The rain had finally abated to a soft drizzle. Earl looked at the ground in front of Mary’s headstone and laid a hand on the wet earth.
“What?” Ravinia whispered.
“It was dug up recently.”
“No. It’s just messed up because of this damn rain.”
“We needed the rain to explain why the earth will be disturbed,” he muttered.
She gazed down at his damp blue baseball cap and the slick black jacket he wore. She needed better clothes for the weather. Something more weatherproof than this wool.
“Someone’s been here,” he said, his words so quiet, she had to strain to hear. Then he went back to the first grave, smoothed it over, then returned with his shovel.
“No one’s been here,” she told him, certain he was imagining it.
Earl bent down and began shoveling the dirt. He placed careful shovelfuls on the ground beside the grave while Ravinia watched and shivered. It felt like forever before Earl slowed down and finally stopped. Ravinia looked into a deep hole.
“Shouldn’t there be a casket by now?” she asked.
“There never was a casket.”
“So . . . where are the bones?”
Earl looked toward the west, and Ravinia followed his gaze, getting a bad feeling.
“Earl?” she asked, her shiver turning into a deep body shudder.
“He’s gone,” was all he said.
 
; Ravinia was still shaking by the time she entered Catherine’s room. Though she had shed her cloak and boots, the hems of her pant legs were soaking wet and left a damp trail up the stairs and into her aunt’s bedroom.
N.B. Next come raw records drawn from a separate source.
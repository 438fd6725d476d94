//! Sitepulse - business-hours uptime and downtime reports for monitored sites.
//!
//! # Overview
//!
//! Sites are polled at irregular intervals and each poll records whether the
//! site was `active` or `inactive`. Sitepulse turns those sparse polls into
//! per-site uptime and downtime over the last hour, day and week, counting
//! only each site's local business hours.
//!
//! Reports are produced asynchronously: a client triggers a job, receives an
//! id immediately, and polls that id until a signed download link is ready.
//!
//! # Modules
//!
//! - [`model`]: Polls, observations, windows and report rows
//! - [`schedule`]: Per-site weekly business hours
//! - [`normalize`]: Timezone localization of polls
//! - [`estimator`]: Uptime/downtime estimation
//! - [`report`]: CSV rendering
//! - [`storage`]: SQLite data source
//! - [`artifacts`]: Report storage and signed retrieval links
//! - [`jobs`]: Report job lifecycle
//! - [`api`]: HTTP API handlers
//! - [`config`]: Environment configuration
//! - [`error`]: Error types

pub mod api;
pub mod artifacts;
pub mod config;
pub mod error;
pub mod estimator;
pub mod jobs;
pub mod model;
pub mod normalize;
pub mod report;
pub mod schedule;
pub mod storage;
//! CSV rendering of report rows.

use std::fmt::Write;

use crate::model::SiteMetrics;

/// Header row of every report.
pub const REPORT_HEADER: [&str; 7] = [
    "site_id",
    "uptime_last_hour",
    "uptime_last_day",
    "uptime_last_week",
    "downtime_last_hour",
    "downtime_last_day",
    "downtime_last_week",
];

/// Content type the report is published under.
pub const REPORT_CONTENT_TYPE: &str = "text/csv";

/// Render rows as CSV, in the order given.
///
/// Values are written with 4 decimal places.
pub fn render_csv(rows: &[SiteMetrics]) -> String {
    let mut out = REPORT_HEADER.join(",");
    out.push('\n');

    for row in rows {
        let _ = writeln!(
            out,
            "{},{:.4},{:.4},{:.4},{:.4},{:.4},{:.4}",
            escape_field(&row.site_id),
            row.uptime.hour,
            row.uptime.day,
            row.uptime.week,
            row.downtime.hour,
            row.downtime.day,
            row.downtime.week,
        );
    }

    out
}

fn escape_field(value: &str) -> String {
    if value.contains([',', '"', '\n', '\r']) {
        format!("\"{}\"", value.replace('"', "\"\""))
    } else {
        value.to_string()
    }
}

#[cfg(test)]
mod tests {
    use super::*;
    use crate::model::WindowTotals;

    #[test]
    fn test_empty_report_has_header_only() {
        assert_eq!(
            render_csv(&[]),
            "site_id,uptime_last_hour,uptime_last_day,uptime_last_week,\
             downtime_last_hour,downtime_last_day,downtime_last_week\n"
        );
    }

    #[test]
    fn test_row_formatting() {
        let row = SiteMetrics {
            site_id: "8419537941919820732".to_string(),
            uptime: WindowTotals {
                hour: 30.0,
                day: 1.0 / 3.0,
                week: 12.5,
            },
            downtime: WindowTotals {
                hour: 0.0,
                day: 2.0,
                week: 167.99999,
            },
        };

        let csv = render_csv(&[row]);
        let line = csv.lines().nth(1).unwrap();
        assert_eq!(
            line,
            "8419537941919820732,30.0000,0.3333,12.5000,0.0000,2.0000,168.0000"
        );
    }

    #[test]
    fn test_site_id_with_comma_is_quoted() {
        let row = SiteMetrics {
            site_id: "north, \"main\"".to_string(),
            uptime: WindowTotals::default(),
            downtime: WindowTotals::default(),
        };

        let csv = render_csv(&[row]);
        assert!(csv.lines().nth(1).unwrap().starts_with("\"north, \"\"main\"\"\","));
    }
}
“Well?” Catherine asked tautly.
“We moved Mary’s casket into the grave with the headstone. Earl says, with all this rain, the police won’t notice that it’s been recently dug. Although, he sure seems to be able to tell those kinds of things. He says they won’t be looking, though.”
“What are you talking about?” Catherine struggled out of bed and lit the lamp again. “Close the door,” she ordered in a harsh whisper.
Ravinia did as she asked, then turned back to her, her whole body feeling like it was clenched. “The bones were gone.”
“What?”
“They weren’t in the grave.” Catherine stared at her hard, and Ravinia added, “Even before we started digging, Earl noticed something. He said someone had been there.”
Catherine got to her feet, steadying herself for a moment. When Ravinia stepped forward, she snapped, “No, no. I’m fine. Just got up too fast. I hate being so feeble.”
“But you’re getting better.”
“Yes, yes, of course. Don’t worry. What else did Earl say?”
“Nothing. He just said, ‘He’s gone,’ and then we put Mary’s casket in the grave and covered it up.”
“This wasn’t Declan Jr.,” Catherine said, her expression hard to read. “This isn’t right.”
“Who’s Declan Jr.?”
“The son of the man who tried to rape me.”
“The one whose bones should have been in the grave? If it’s his father, maybe he did take them. I mean, who else would want them?” Ravinia demanded.
“He doesn’t know. He thinks someone else is his father.” Catherine waved her to silence, her face a study in concentration.
After a few minutes of complying, Ravinia had had enough. “What do you want me to do?”
“I’m still thinking.”
“Stop keeping me in the dark. Give me a clue. Something.”